In 1876 the mighty Vance, with the foresight of a prophet,
the courage of a crusader, and the eloquence of inspiration, aroused the drowsy
spirit of Anglo-Saxon dominance, and, bearing aloft the banner of Democracy, drove
the money changers from the temple our fathers had erected here and consecrated
to the principle of “government of the people, by the people, and for the
people.”
Then, in the providence of God, for a long stretch of years
under the fostering wing of Democracy there was peace and law and order,
protection in the rights of life, liberty, property, and the pursuit of
happiness. Hope took the place of despair; opportunity unleashed energy,
ambition, and thrift; and there were growth, development, and achievement along
all lines.
It was a period of construction, of rebuilding, of brave men
with steady nerve and strong arm and dauntless purpose clearing away the debris
and wreckage of war and reconstruction and laying anew the foundations of a
mighty future, fraught with potentialities of greatness, power, and wealth
beyond the dreams of the boldest optimism of that day and generation.
But in the melting pot of political ambition and selfishness
there was brewing another dark day for the dear old State we love so well.
Republican
Administration in the 90’s
In 18994, lulled to repose by a false sense of security, in
the clash of ambition and self-seeking, we forget our ever-present menace;
forget what we had suffered under Republicanism during the reconstruction;
forget the blessings we had enjoyed under Democracy during the years that
followed our political redemption, and in an evil hour dissention raised its
awful head in our midst, and the men who had saved the State in 1876 were
divided into opposing camps, and the Republican party, with an aid of the
Populists, was restored to power in North Carolina, and again the orgy of
corruption and extravagance, lawlessness and crime against the State, society,
and civilization which had characterized the former ascendancy of that party in
the State with tragic settings and direful consequences was re-enacted.
This latter period was marked by just the same
characteristics and abuses that market Reconstruction days and, what is just as
important, this period brought forward the same leaders that are dictating
Republican policies today.

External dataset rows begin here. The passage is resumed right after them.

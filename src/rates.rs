//! Exchange rate tables.

use serde::{Deserialize, Serialize};
use std::collections::HashMap;
use std::time::Duration;
use thiserror::Error;

const FETCH_TIMEOUT: Duration = Duration::from_secs(30);

#[derive(Debug, Error)]
pub enum RatesError {
    #[error("failed to fetch exchange rates from {url}: {source}")]
    Fetch {
        url: String,
        #[source]
        source: reqwest::Error,
    },

    #[error("exchange rates from {url} are based on {got}, expected {expected}")]
    WrongBase {
        url: String,
        expected: String,
        got: String,
    },
}

/// Units of each currency per one unit of `base`.
///
/// # Examples
///
/// ```
/// use alertfold::RateTable;
///
/// let table = RateTable::new("EUR", [("USD", 1.25)]);
/// assert_eq!(table.rate("USD"), Some(1.25));
/// assert_eq!(table.rate("EUR"), Some(1.0));
/// assert_eq!(table.rate("JPY"), None);
/// ```
#[derive(Debug, Clone, Default, PartialEq, Serialize, Deserialize)]
pub struct RateTable {
    pub base: String,
    #[serde(default)]
    pub rates: HashMap<String, f64>,
}

impl RateTable {
    pub fn new<I, K>(base: impl Into<String>, rates: I) -> Self
    where
        I: IntoIterator<Item = (K, f64)>,
        K: Into<String>,
    {
        RateTable {
            base: base.into(),
            rates: rates.into_iter().map(|(k, v)| (k.into(), v)).collect(),
        }
    }

    /// Rate for `currency`, if it is usable as a divisor.
    ///
    /// The base currency is worth exactly one of itself even when the table
    /// does not list it.
    pub fn rate(&self, currency: &str) -> Option<f64> {
        match self.rates.get(currency) {
            Some(rate) => Some(*rate).filter(|r| r.is_finite() && *r > 0.0),
            None if currency == self.base => Some(1.0),
            None => None,
        }
    }

    /// Fetch a table based on `base` from an exchangeratesapi-style
    /// endpoint (`GET <url>?base=<base>` answering `{"base", "rates"}`).
    ///
    /// Blocking; call it before starting any async runtime.
    pub fn fetch(url: &str, base: &str) -> Result<Self, RatesError> {
        let fetch_err = |source| RatesError::Fetch {
            url: url.to_string(),
            source,
        };

        let table: RateTable = reqwest::blocking::Client::builder()
            .timeout(FETCH_TIMEOUT)
            .build()
            .map_err(fetch_err)?
            .get(url)
            .query(&[("base", base)])
            .send()
            .and_then(|response| response.error_for_status())
            .map_err(fetch_err)?
            .json()
            .map_err(fetch_err)?;

        if table.base != base {
            return Err(RatesError::WrongBase {
                url: url.to_string(),
                expected: base.to_string(),
                got: table.base,
            });
        }
        Ok(table)
    }
}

We can hope for no better Republican administration
today than we had 25 years ago. Exactly what that administration was is best
told in the words of an impartial historian, recording events as they actually
occurred in North Carolina. Dr. J.G. DeRoulhac Hamilton, Professor of History
in the University of North Carolina, in his “History of North Carolina”
describes Republican administration in the 90’s as follows:
“In the East the negroes were filling many offices. The
position of justice of the peace, as in Reconstruction, had to content most of
them. Craven had 27; Columbus, 5; Hertford, 6; Pasquotank, 3; Perquimans, 6; Jones 3; Caswell, 7; Wayne, 6;
Nash, 3; Edgecombe, 31; Richmond, 10; Bertie, 16; Halifax, 29; and Granville,
17. In all there were over 300 in the State. The school committees likewise
suffered. Craven had 13 members; Hertford, 10; Montgomery, 4; Richmond, 23;
Columbus, 17; Chowan, 8; Pasquotank, 5; Perquimans, 10; Jones, 12; Hyde, 8; and
Beaufort, Caswell, and Edgecombe, 1 in every township. In many of the counties
were negro members of the county boards of education, county commissioners,
deputy sheriffs, and constables. In New Hanover and Craven the registers of
deeds and their deputies were negroes. There were about 25 negro postmasters in
the East and numerous revenue officials. The towns in the East were even worse
off. In Greenville where the negroes were in the minority, under the charter of
1895, four of the six aldermen were negroes and the town was dominated by them.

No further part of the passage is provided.